John T. Haro, whose generous severance package turned heads when he left the superintendency of a Minnesota district earlier this year, has now stepped down as schools chief of the Georgia district that lured him away.

The school board of the 71,000-student Fulton County district accepted Mr. Haro’s resignation on Oct. 23, less than five months after he arrived there from Minnesota’s Rosemount-Apple Valley-Eagan district.

When he left Minnesota, the 28,100-student system in suburban Minneapolis gave Mr. Haro $237,000, largely for unused sick and vacation days. The size of the payout prompted a review of superintendent contracts in Minnesota by the state auditor. (“Payout Prompts Review of Minn. School Chiefs’ Contracts,” March 12, 2003.)

Mr. Haro could not be reached for comment last week, but officials in Fulton County said his departure from there was due to family reasons. Since taking the job, he had been commuting between Georgia and Minnesota, where he has a son who is a senior in high school.

—Jeff Archer

Football Player Fatally Shot Outside His D.C. High School

A 16-year-old high school student was shot and killed last week as he was leaving his District of Columbia school after an afternoon homecoming dance.
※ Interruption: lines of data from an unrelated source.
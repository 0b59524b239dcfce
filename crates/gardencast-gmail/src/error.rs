//! Gmail-specific error types.

use thiserror::Error;

#[derive(Error, Debug)]
pub enum GmailError {
    #[error("Token expired")]
    TokenExpired,

    #[error("Access denied: {0}")]
    Forbidden(String),

    #[error("Rate limited, retry after {0} seconds")]
    RateLimited(u64),

    #[error("Not found: {0}")]
    NotFound(String),

    #[error("Invalid message: {0}")]
    InvalidMessage(String),

    #[error("API error: {0}")]
    ApiError(String),

    #[error("Network error: {0}")]
    NetworkError(#[from] reqwest::Error),
}

impl GmailError {
    /// User-friendly error message for the console.
    pub fn user_message(&self) -> String {
        match self {
            Self::TokenExpired => "Your Gmail session has expired. Run again to refresh it.".to_string(),
            Self::Forbidden(_) => {
                "Gmail refused the request. Check the granted scopes or delete token.json.".to_string()
            }
            Self::RateLimited(secs) => format!("Too many requests. Please wait {} seconds.", secs),
            Self::NotFound(_) => "Gmail resource not found".to_string(),
            Self::InvalidMessage(msg) => format!("Could not build the email: {}", msg),
            Self::ApiError(msg) => format!("Gmail error: {}", msg),
            Self::NetworkError(_) => "Network error. Check your connection.".to_string(),
        }
    }
}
The gunman approached Anacostia Senior High School, in Southeast Washington, at about 3:15 p.m. on Oct. 30. He fired his handgun and fled, fatally wounding Devin M. Fowlkes, local police said in a statement.

Police told The Washington Post that they had been on alert at the school because of friction between gangs. But they said they did not believe that Mr. Fowlkes, an 11th grader and varsity football player, was involved with gangs.

Two police officers were nearby when the shooting occurred. One chased a suspect, who got away. The other pursued a car that sped away from the scene and crashed into a tree.

Two teenagers in the car were questioned, but there was no evidence that they were involved, police said.

The school was closed on Oct. 31, and all homecoming- related events were postponed.